最初はJavascriptで実装されていて途中からTypeScriptに書き換えたんちゃうかな?と思ってsrc/compilerディレクトリをひたすら過去に遡って調べたんですが、2014年に初めてコミットされた段階からすでにTypeScriptで実装されており、これ以前にどのようにコンパイルされているのかはわかりませんでした。

4. Copying Array Methodsについて

jiko21さんによる発表がありました。
主に、Copying Array Methodsのメリットについて共有されました。

ざっくりした要約

  • Copying Array Methodsは今年になってECMAScriptに入ったproposal
    • 配列に対して非破壊操作ができる
    • TypeScriptバージョン5.2で型情報が追加された
  • 具体的には以下のようなメソッド
    • toReversed()
      • reverse()を非破壊的に実行できる
    • toSpliced()
      • splice()を非破壊的に実行できる
    • with()
      • 配列の特定位置にある単一の要素を書き換えたい
      • 複数書き換えたい場合はtoSpliced()を利用する
  • ただし全てシャローコピー
  • 従来の方法とCopying Array Methodsの間のパフォーマンスの差について
    • 要素数がとても多い状態でコピーしてみた
    • toSpliced()with()はパフォーマンスが改善されそう
  • 型チェック回避芸から解放されることも大きなメリット
    • ReadonlyなArrayをコピーしたい場合が非常に楽になった
    • 型チェック回避芸
      • @ts-ignore
      • spread構文作ったり
      • パフォーマンスが弱い
      • type-festのWritableを使ってreadonlyを打ち消す

感想

やっぱりシャローコピーですよね...他とインタフェース揃えるなら仕方ないのかなと思う反面、ディープコピーも簡単にできるともっと便利になりそうですね
ディープコピーだと昔はJSON.stringify()が早いという話を聞いたことがあるのですが、今はstructuredClone()が主要なブラウザでカバーされているのでこれを使うのがよさそうですね。

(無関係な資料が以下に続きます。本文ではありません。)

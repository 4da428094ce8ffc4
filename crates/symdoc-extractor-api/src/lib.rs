//! symdoc Extractor API
//!
//! Shared trait and types for building symdoc language extractors.
//!
//! An extractor consumes a [`SourceUnit`] (language tag + raw text +
//! origin) and produces an ordered inventory of normalized [`Symbol`]s —
//! functions, methods, classes and components with their modifiers,
//! parameters, return types and attached doc comments — suitable for any
//! downstream documentation renderer. This crate defines:
//!
//! - **SymbolExtractor trait**: the interface all language extractors implement
//! - **Symbol model**: language-agnostic symbols, modifiers and parameters
//! - **RawDeclaration**: the per-language record signature parsers produce
//! - **Normalizer**: the reconciliation layer mapping raw records to symbols
//! - **SymbolRegistry**: per-unit ordered, collision-checked symbol store
//! - **Doc-comment scanner**: pure preceding-comment extraction
//! - **Configuration, metrics and error handling**
//!
//! # Example
//!
//! ```rust,ignore
//! use symdoc_extractor_api::{SourceUnit, SymbolExtractor};
//! use symdoc_php::PhpExtractor;
//!
//! let unit = SourceUnit::with_inferred_language(text, "src/Example.php").unwrap();
//! let extractor = PhpExtractor::new();
//! let extraction = extractor.extract_unit(&unit)?;
//! for symbol in extraction.registry.all_symbols() {
//!     println!("{} [{:?}]", symbol.qualified_name, symbol.kind);
//! }
//! ```

pub mod config;
pub mod doc_comment;
pub mod errors;
pub mod metrics;
pub mod normalizer;
pub mod raw;
pub mod registry;
pub mod symbol;
pub mod traits;
pub mod unit;

// Re-export commonly used types
pub use config::ExtractorConfig;
pub use errors::{ExtractError, ExtractResult};
pub use metrics::ExtractorMetrics;
pub use raw::{RawDeclaration, RawKind, RawParameter, RawUnit};
pub use registry::SymbolRegistry;
pub use symbol::{Modifier, ModifierSet, ParameterDescriptor, Span, Symbol, SymbolKind};
pub use traits::{BatchInfo, Extraction, SymbolExtractor};
pub use unit::{Language, SourceUnit};
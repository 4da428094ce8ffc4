//! Benchmarks for PHP extraction performance

use criterion::{black_box, criterion_group, criterion_main, Criterion};
use symdoc_php::{Language, PhpExtractor, SourceUnit, SymbolExtractor};

fn bench_extract_functions(c: &mut Criterion) {
    let source = r#"<?php
function hello(string $name): string {
    return "Hello, " . $name . "!";
}

function add(int $a, int $b): int {
    return $a + $b;
}
"#;
    let unit = SourceUnit::new(Language::Php, source, "bench.php");

    c.bench_function("extract_simple_functions", |b| {
        b.iter(|| {
            let extractor = PhpExtractor::new();
            extractor.extract_unit(black_box(&unit)).unwrap()
        })
    });
}

fn bench_extract_class(c: &mut Criterion) {
    let source = r#"<?php
namespace App;

/**
 * A person with a name and an age.
 */
class Person {
    public function __construct(
        private string $name,
        private int $age
    ) { }

    /**
     * The person's name.
     */
    public function getName(): string {
        return $this->name;
    }

    public function getAge(): int {
        return $this->age;
    }

    public static function create(string $name, int $age): Person {
        return new Person($name, $age);
    }

    private function validate(?int $age = null): bool {
        return ($age ?? $this->age) >= 0;
    }
}
"#;
    let unit = SourceUnit::new(Language::Php, source, "bench.php");

    c.bench_function("extract_class_with_methods", |b| {
        b.iter(|| {
            let extractor = PhpExtractor::new();
            extractor.extract_unit(black_box(&unit)).unwrap()
        })
    });
}

criterion_group!(benches, bench_extract_functions, bench_extract_class);
criterion_main!(benches);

また、発表資料から参照はされていませんでしたが、該当のプロポーサルはこちらのようです。
HTMLで提供されているプロポーサルの中身を見ると、プログラムを文章にしたような内部仕様がぎっしり記載されていて驚きました。プロポーサルってこんなふうに丁寧に作成されていくんですね。

5. Honoが良さそう

is_ryoさんによる発表がありました。
主に、Honoの特徴およびHonoを利用してみた感想について共有されていました。

ざっくりした要約

  • HonoはEdge用のシンプルで超高速なフレームワーク
  • 特徴
    • マルチランタイム
    • 様々なミドルウェア・ヘルパー
    • クリーンなAPIと最高級のtsサポート
  • expressに似たフロントエンドのないwebアプリケーションフレームワーク
    • web標準のAPIのみを利用してるから変な依存がない
    • middlewareが豊富
    • JSXのミドルウェアが存在している。これを使えばJSXをレンダリングできるのでSSRが可能

感想

Hono、めちゃくちゃよさそうです!
フロントエンドの動きが単純なシステムを作るときに、単にテンプレートエンジンとしてJSXを利用してサーバーからHTMLを返したい!という場面がよくあるのですが、それを実現するような構成は今までに見つけることができませんでした。
そのようなユースケースにHonoはフィットしており、Honoが大活躍しそうな予感です。
ただ、HonoはJSXを返すだけでフロントエンド側でReactが実行されることはないらしいので、複雑なフロントエンドが必要になった場合の対応が難しいかもしれません。
私はまだNext.jsすら利用したことがない状態なのですが、それよりも先にHonoを利用したい気持ちになりました。

クラスメソッドはHonoの開発を支援しています

クラスメソッドでは様々なOSSの開発を支援しています!

実はその第一弾としてこのHonoのContributorであるYusuke WadaさんにGitHubのSponser機能を通して支援させていただいてます。
私はOSSを開発することよりも利用することの方が圧倒的に多いのでOSSのContributorの方には本当に感謝しています。こういうような支援がもっと増えていくと良いですね🚀

全体的な感想

  • オフラインの勉強会に参加するのは久しぶりなので終始そわそわしてました
  • どれもとても勉強になる内容でした。主催者および発表者の皆様、ありがとうございました!
  • 数日前に勢いだけで申し込みしましたが、次回もぜひ参加したいと思います!